## Problem requirements:
Report each line of the entries below that has the word "Pool" in it.

## Information shown:
▽
use std::fmt::{self, Display};

use warp::reject::Reject;

#[derive(Debug)]
pub struct QueryError {
    info: String,
}

impl QueryError {
    pub fn new(info: String) -> Self {
        Self { info }
    }
}

impl From<sqlx::Error> for QueryError {
    fn from(value: sqlx::Error) -> Self {
        match value {
            sqlx::Error::Database(e) => Self::new(format!("{e}")),
            sqlx::Error::RowNotFound => Self::new(format!("RowNotFound")),
            sqlx::Error::ColumnNotFound(e) => Self::new(format!("Column not found: {e}")),
            sqlx::Error::ColumnDecode { index, source } => {
                Self::new(format!("Column decode {index} ({source})"))
            }
            sqlx::Error::PoolTimedOut => Self::new(format!("Pool timed out")),
            sqlx::Error::PoolClosed => Self::new(format!("Pool closed")),
            sqlx::Error::Migrate(e) => Self::new(format!("{e}")),
            e => Self::new(format!("{e}")),
        }
    }
}

impl Display for QueryError {
    fn fmt(&self, f: &mut fmt::Formatter<'_>) -> fmt::Result {
        write!(f, "{}", self.info)
    }
}

#[derive(Debug)]
pub struct CacheError {
    info: String,
}

impl From<redis::RedisError> for CacheError {
    fn from(value: redis::RedisError) -> Self {
        Self {
            info: format!("{:?} - {:?}", value.code(), value.detail()),
        }
    }
}

impl Display for CacheError {
    fn fmt(&self, f: &mut fmt::Formatter<'_>) -> fmt::Result {
        write!(f, "{}", self.info)
    }
}

/// Every failure a foodgram operation can report.
///
/// The first group are client errors and carry the message shown to the API
/// consumer; the rest are server-side failures.
#[derive(Debug)]
pub enum FoodgramError {
    Validation { field: &'static str, message: String },
    AlreadyExists(String),
    NotFound(String),
    SelfFollow,
    EmptyCart,
    DoesNotExist(&'static str),
    Forbidden(String),
    Unauthenticated,
    Session(potion::Error),

    Query(QueryError),
    Cache(CacheError),
    Config(String),
    Dataset(String),
    Crypto(String),
}

impl FoodgramError {
    pub fn validation(field: &'static str, message: impl Into<String>) -> Self {
        Self::Validation {
            field,
            message: message.into(),
        }
    }

    pub fn status(&self) -> u16 {
        match self {
            Self::Validation { .. }
            | Self::AlreadyExists(_)
            | Self::NotFound(_)
            | Self::SelfFollow
            | Self::EmptyCart => 400,
            Self::Unauthenticated | Self::Session(_) => 401,
            Self::Forbidden(_) => 403,
            Self::DoesNotExist(_) => 404,
            Self::Query(_) | Self::Cache(_) | Self::Config(_) | Self::Dataset(_) | Self::Crypto(_) => {
                500
            }
        }
    }
}

impl Display for FoodgramError {
    fn fmt(&self, f: &mut fmt::Formatter<'_>) -> fmt::Result {
        match self {
            Self::Validation { field, message } => write!(f, "{field}: {message}"),
            Self::AlreadyExists(info) => write!(f, "{info}"),
            Self::NotFound(info) => write!(f, "{info}"),
            Self::SelfFollow => write!(f, "You cannot subscribe to yourself"),
            Self::EmptyCart => write!(f, "Shopping cart is empty"),
            Self::DoesNotExist(what) => write!(f, "{what} not found"),
            Self::Forbidden(info) => write!(f, "{info}"),
            Self::Unauthenticated => write!(f, "Authentication credentials were not provided"),
            Self::Session(e) => write!(f, "{e}"),
            Self::Query(e) => write!(f, "Query failed: {e}"),
            Self::Cache(e) => write!(f, "Cache failed: {e}"),
            Self::Config(info) => write!(f, "Misconfigured: {info}"),
            Self::Dataset(info) => write!(f, "Invalid dataset: {info}"),
            Self::Crypto(info) => write!(f, "Crypto failure: {info}"),
        }
    }
}

impl std::error::Error for FoodgramError {}

impl Reject for FoodgramError {}

impl From<sqlx::Error> for FoodgramError {
    fn from(value: sqlx::Error) -> Self {
        if let Some(e) = value.as_database_error() {
            if e.is_unique_violation() {
                return Self::AlreadyExists(String::from("Object already exists"));
            }
            if e.is_foreign_key_violation() {
                return Self::DoesNotExist("Related object");
            }
        }

        Self::Query(QueryError::from(value))
    }
}

impl From<sqlx::migrate::MigrateError> for FoodgramError {
    fn from(value: sqlx::migrate::MigrateError) -> Self {
        Self::Query(QueryError::new(format!("{value}")))
    }
}

impl From<redis::RedisError> for FoodgramError {
    fn from(value: redis::RedisError) -> Self {
        Self::Cache(CacheError::from(value))
    }
}

impl From<potion::Error> for FoodgramError {
    fn from(value: potion::Error) -> Self {
        Self::Session(value)
    }
}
△
## Reply to the exercise:
            sqlx::Error::PoolTimedOut => Self::new(format!("Pool timed out")),
            sqlx::Error::PoolClosed => Self::new(format!("Pool closed")),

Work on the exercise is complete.